Question in 02_classification.ipynb

nlp-with-transformers / notebooks

Jupyter notebooks for the Natural Language Processing with Transformers book

https://transformersbook.com/

Apache License 2.0

3.91k stars 1.22k forks source link

Question in 02_classification.ipynb #131

Open pangniuniu95 opened 10 months ago

pangniuniu95 commented 10 months ago

Information

The question or comment is about chapter:

[ ] Text Classification

Question or comment

_def labelint2str(row): return emotions["train"].features["label"].int2str(row)

but I received error report as: 'Value' object has no attribute 'int2str'.

I printed the types of emotions[label] with emotions["train"].features["label"], I received Value(dtype='int64', id=None)

Krishna2709 commented 9 months ago

Hey @pangniuniu95,

You might have done this, but can you cross-check again on emotions.set_format(type='pandas')? I think your emotions dataset is not set to pandas format, leading to the above error.

If you're still getting the error, can you provide the part of the script - function calling and other relevant code?

jespernwulff commented 6 months ago

I'm getting the same error when I run 01_introduction.ipynb on Colab. I've double checked that I have run emotions.set_format(type='pandas').

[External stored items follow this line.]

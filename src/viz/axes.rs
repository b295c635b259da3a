//! Value-axis ranges (updateAxes): manual bounds, reversal, orientation swap and
//! zero alignment of the two value axes.

use super::layout::swap_axis_keys;
use super::options::{AxisOptions, ChartOptions};
use super::trace::{Trace, XyTrace};
use super::types::AxisType;
use super::updater::LayoutUpdate;
use crate::format::clean_number;
use serde_json::{Map, Value, json};

/// Imbalance below which the two axes already count as aligned.
const ALIGN_TOLERANCE: f64 = 0.01;

fn value_data(trace: &XyTrace) -> &[Value] {
    if trace.orientation == Some("h") {
        &trace.x
    } else {
        &trace.y
    }
}

/// Numeric extent of the visible traces on one value axis.
#[derive(Debug, Clone, Copy, PartialEq)]
struct Extent {
    lo: f64,
    hi: f64,
    /// Smallest strictly positive value, the only usable floor on a log axis.
    lo_positive: Option<f64>,
}

fn data_extent<'a>(traces: impl Iterator<Item = &'a XyTrace>) -> Option<Extent> {
    traces
        .filter(|t| t.visible)
        .flat_map(|t| value_data(t).iter().filter_map(clean_number))
        .fold(None, |acc, v| {
            let positive = (v > 0.0).then_some(v);
            Some(match acc {
                None => Extent {
                    lo: v,
                    hi: v,
                    lo_positive: positive,
                },
                Some(e) => Extent {
                    lo: e.lo.min(v),
                    hi: e.hi.max(v),
                    lo_positive: match (e.lo_positive, positive) {
                        (Some(a), Some(b)) => Some(a.min(b)),
                        (a, b) => a.or(b),
                    },
                },
            })
        })
}

fn axis_traces(traces: &[Trace], secondary: bool) -> impl Iterator<Item = &XyTrace> {
    traces.iter().filter_map(move |t| match t {
        Trace::Xy(xy) if xy.on_secondary_axis() == secondary => Some(xy),
        _ => None,
    })
}

/// Bounds for an axis: manual ones win, the missing side comes from the data and a
/// computed minimum never sits above zero. Log axes take the smallest positive value
/// instead, and have no bounds unless both sides are positive.
fn axis_bounds(axis: &AxisOptions, extent: Option<Extent>) -> Option<(f64, f64)> {
    let logarithmic = axis.kind == AxisType::Logarithmic;
    let min = axis.range_min.or_else(|| {
        extent.and_then(|e| {
            if logarithmic {
                e.lo_positive
            } else {
                Some(e.lo.min(0.0))
            }
        })
    })?;
    let max = axis.range_max.or_else(|| extent.map(|e| e.hi))?;
    if logarithmic && (min <= 0.0 || max <= 0.0) {
        log::debug!("log axis bounds {min}..{max} are not positive, using autorange");
        return None;
    }
    Some((min, max))
}

fn to_axis_units(kind: AxisType, v: f64) -> f64 {
    if kind == AxisType::Logarithmic {
        v.log10()
    } else {
        v
    }
}

fn range_patch(axis: &AxisOptions, extent: Option<Extent>) -> Map<String, Value> {
    let mut out = Map::new();
    let manual = axis.range_min.is_some() || axis.range_max.is_some();
    match axis_bounds(axis, extent) {
        Some((min, max)) if manual => {
            let (lo, hi) = (to_axis_units(axis.kind, min), to_axis_units(axis.kind, max));
            let range = if axis.reversed { [hi, lo] } else { [lo, hi] };
            out.insert("range".into(), json!(range));
            out.insert("autorange".into(), json!(false));
        }
        _ if axis.reversed => {
            out.insert("autorange".into(), json!("reversed"));
        }
        _ => {
            out.insert("autorange".into(), json!(true));
        }
    }
    out
}

/// Layout updates for the value axes, ready for the updater.
pub fn update_axes(traces: &[Trace], options: &ChartOptions) -> Vec<LayoutUpdate> {
    if !traces.iter().any(|t| matches!(t, Trace::Xy(_))) {
        return Vec::new();
    }
    let primary = options.y_axis_options(0);
    let secondary = options.y_axis_options(1);
    let primary_extent = data_extent(axis_traces(traces, false));
    let secondary_extent = data_extent(axis_traces(traces, true));
    let has_secondary = axis_traces(traces, true).next().is_some();

    let mut ranges = Map::new();
    ranges.insert(
        "yaxis".into(),
        Value::Object(range_patch(&primary, primary_extent)),
    );
    if has_secondary {
        ranges.insert(
            "yaxis2".into(),
            Value::Object(range_patch(&secondary, secondary_extent)),
        );
    }

    let mut updates = vec![ranges];
    if options.align_y_axes_at_zero && has_secondary {
        let a = axis_bounds(&primary, primary_extent);
        let b = axis_bounds(&secondary, secondary_extent);
        let logarithmic =
            primary.kind == AxisType::Logarithmic || secondary.kind == AxisType::Logarithmic;
        if let (Some(a), Some(b), false) = (a, b, logarithmic)
            && let Some((a, b)) = align_at_zero(a, b)
        {
            let mut aligned = Map::new();
            for (key, axis, (lo, hi)) in [("yaxis", &primary, a), ("yaxis2", &secondary, b)] {
                let range = if axis.reversed { [hi, lo] } else { [lo, hi] };
                aligned.insert(key.into(), json!({"range": range, "autorange": false}));
            }
            updates.push(aligned);
        }
    }

    updates
        .into_iter()
        .map(|patch| {
            let patch = if options.swapped_axes {
                swap_axis_keys(patch)
            } else {
                patch
            };
            LayoutUpdate::patch(Value::Object(patch))
        })
        .collect()
}

/// Position of zero inside `[min, max]`, as a fraction from the bottom.
fn zero_fraction((min, max): (f64, f64)) -> Option<f64> {
    let span = max - min;
    (span > 0.0).then(|| -min / span)
}

/// Grow both ranges so that zero sits at the same height on each. Returns `None` when
/// the axes are already aligned or one of them has no extent.
pub fn align_at_zero(a: (f64, f64), b: (f64, f64)) -> Option<((f64, f64), (f64, f64))> {
    let a = (a.0.min(0.0), a.1.max(0.0));
    let b = (b.0.min(0.0), b.1.max(0.0));
    let (fa, fb) = (zero_fraction(a)?, zero_fraction(b)?);
    if (fa - fb).abs() < ALIGN_TOLERANCE {
        return None;
    }
    let high = fa.max(fb);
    let low = fa.min(fb);
    let target = if high < 1.0 {
        high
    } else if low > 0.0 {
        low
    } else {
        0.5
    };
    let fit = |(min, max): (f64, f64)| -> (f64, f64) {
        let f = -min / (max - min);
        if f < target {
            (-target * max / (1.0 - target), max)
        } else if f > target {
            (min, -min * (1.0 - target) / target)
        } else {
            (min, max)
        }
    };
    Some((fit(a), fit(b)))
}

#[cfg(test)]
mod tests {
    use super::*;
    use crate::models::{Point, Series};
    use crate::viz::options::get_options;
    use crate::viz::prepare::prepare_data;
    use crate::viz::types::ChartType;
    use crate::viz::update::update_data;
    use std::sync::Arc;

    fn series(name: &str, ys: &[f64]) -> Series {
        let mut s = Series::new(name, ChartType::Line);
        for (i, y) in ys.iter().enumerate() {
            s.data.push(Point {
                x: Some(json!(i)),
                y: json!(y),
                y_error: None,
                size: None,
                z_val: None,
                raw: Arc::new(Default::default()),
            });
        }
        s
    }

    fn patches(options: &Value, data: &[Series]) -> Vec<Value> {
        let opts = get_options(options).unwrap();
        let traces = update_data(prepare_data(data, &opts), &opts);
        update_axes(&traces, &opts).into_iter().map(|u| u.patch).collect()
    }

    #[test]
    fn autorange_unless_bounds_are_set() {
        let p = patches(&json!({"globalSeriesType": "line"}), &[series("a", &[1.0, 4.0])]);
        assert_eq!(p, vec![json!({"yaxis": {"autorange": true}})]);

        let p = patches(
            &json!({"globalSeriesType": "line", "yAxis": [{"reversed": true}]}),
            &[series("a", &[1.0])],
        );
        assert_eq!(p[0]["yaxis"]["autorange"], json!("reversed"));
    }

    #[test]
    fn manual_max_takes_computed_min_including_zero() {
        let p = patches(
            &json!({"globalSeriesType": "line", "yAxis": [{"rangeMax": 10}]}),
            &[series("a", &[2.0, 4.0])],
        );
        assert_eq!(p[0]["yaxis"], json!({"range": [0.0, 10.0], "autorange": false}));

        let p = patches(
            &json!({"globalSeriesType": "line", "yAxis": [{"rangeMin": 1, "reversed": true, "type": "logarithmic"}]}),
            &[series("a", &[10.0, 100.0])],
        );
        assert_eq!(p[0]["yaxis"]["range"], json!([2.0, 0.0]));
    }

    #[test]
    fn log_axis_floor_is_the_smallest_positive_value() {
        let p = patches(
            &json!({"globalSeriesType": "line", "yAxis": [{"type": "logarithmic", "rangeMax": 1000}]}),
            &[series("a", &[10.0, 100.0])],
        );
        assert_eq!(p[0]["yaxis"], json!({"range": [1.0, 3.0], "autorange": false}));

        let p = patches(
            &json!({"globalSeriesType": "line", "yAxis": [{"type": "logarithmic", "rangeMax": 1000}]}),
            &[series("a", &[-4.0, 0.0])],
        );
        assert_eq!(p[0]["yaxis"], json!({"autorange": true}));
    }

    #[test]
    fn swapped_axes_patch_the_x_axis() {
        let p = patches(
            &json!({"globalSeriesType": "line", "swappedAxes": true}),
            &[series("a", &[1.0])],
        );
        assert_eq!(p[0], json!({"xaxis": {"autorange": true}}));
    }

    #[test]
    fn zero_alignment_grows_the_lagging_axis() {
        let ((a_lo, a_hi), (b_lo, b_hi)) = align_at_zero((-10.0, 10.0), (0.0, 100.0)).unwrap();
        assert_eq!((a_lo, a_hi), (-10.0, 10.0));
        assert_eq!(b_hi, 100.0);
        assert!((b_lo + 100.0).abs() < 1e-9);
        assert!(align_at_zero((-1.0, 1.0), (-5.0, 5.0)).is_none());
        assert!(align_at_zero((0.0, 0.0), (-5.0, 5.0)).is_none());
    }

    #[test]
    fn zero_alignment_tolerates_a_small_imbalance() {
        // zero at 0.5 vs 0.495: under one percent apart
        assert!(align_at_zero((-10.0, 10.0), (-9.9, 10.1)).is_none());
        // 0.5 vs 0.485: far enough to realign
        assert!(align_at_zero((-10.0, 10.0), (-9.7, 10.3)).is_some());
    }

    #[test]
    fn zero_alignment_is_emitted_for_two_axes() {
        let p = patches(
            &json!({
                "globalSeriesType": "line",
                "alignYAxesAtZero": true,
                "seriesOptions": {"b": {"yAxis": 1}}
            }),
            &[series("a", &[-5.0, 5.0]), series("b", &[10.0, 20.0])],
        );
        assert_eq!(p.len(), 2);
        assert_eq!(p[1]["yaxis"]["range"], json!([-5.0, 5.0]));
        assert_eq!(p[1]["yaxis2"]["range"], json!([-20.0, 20.0]));
    }
}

AttributeError: 'Value' object has no attribute 'int2str'

jespernwulff commented 6 months ago

It seems that I can get around this by manually defining the labels


# Manually define the mapping from int to str`
label_mapping = {
    0: "sadness",
    1: "joy",
    2: "love",
    3: "anger",
    4: "fear",
    5: "surprise"
}

# Function to convert label integer to string
def label_int2str(label):
    return label_mapping[label]

# Apply the function to the label column
df["label_name"] = df["label"].apply(label_int2str)

print(df.head())

jespernwulff commented 6 months ago

There is no issue if I run a seperate notebook with

!pip install datasets==2.8.0
import pandas as pd
from datasets import load_dataset

# Load the emotions dataset
emotions = load_dataset("emotion")

emotions.set_format(type="pandas")
df = emotions["train"][:]

def label_int2str(row):
    return emotions["train"].features["label"].int2str(row)

df["label_name"] = df["label"].apply(label_int2str)
df.head()

So it could be that it's the version of the datasets library that is used in the notebook? When running setup_chapter() it reports Using datasets v1.16.1.